Exercise materials:
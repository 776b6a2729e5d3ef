pub mod settings;

pub use settings::{AiSettings, ServerSettings, Settings, UploadSettings};
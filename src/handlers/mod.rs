// Handlers HTTP da triagem de emails
pub mod health;
pub mod processar;

pub use health::*;
pub use processar::*;
use async_trait::async_trait;

use crate::error::BackendError;

/// Provedor de geração de texto com resposta JSON
///
/// Cada chamada corresponde a uma tentativa; o retry fica no processador.
#[async_trait]
pub trait GenerationBackend: Send + Sync {
    /// Envia o prompt e devolve o texto JSON gerado pelo modelo
    async fn generate(&self, prompt: &str) -> Result<String, BackendError>;

    /// Nome do provedor para logs
    fn name(&self) -> &str;

    /// Modelo configurado
    fn model(&self) -> &str;
}
pub mod error;
pub mod logging;

pub use error::*;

What the task requires: Given the data above, transcribe exactly the lines from the one containing "use async_trait::async_trait;" down to the one containing "gerado pelo modelo", and no others.

Problem solution:
use async_trait::async_trait;

use crate::error::BackendError;

/// Provedor de geração de texto com resposta JSON
///
/// Cada chamada corresponde a uma tentativa; o retry fica no processador.
#[async_trait]
pub trait GenerationBackend: Send + Sync {
    /// Envia o prompt e devolve o texto JSON gerado pelo modelo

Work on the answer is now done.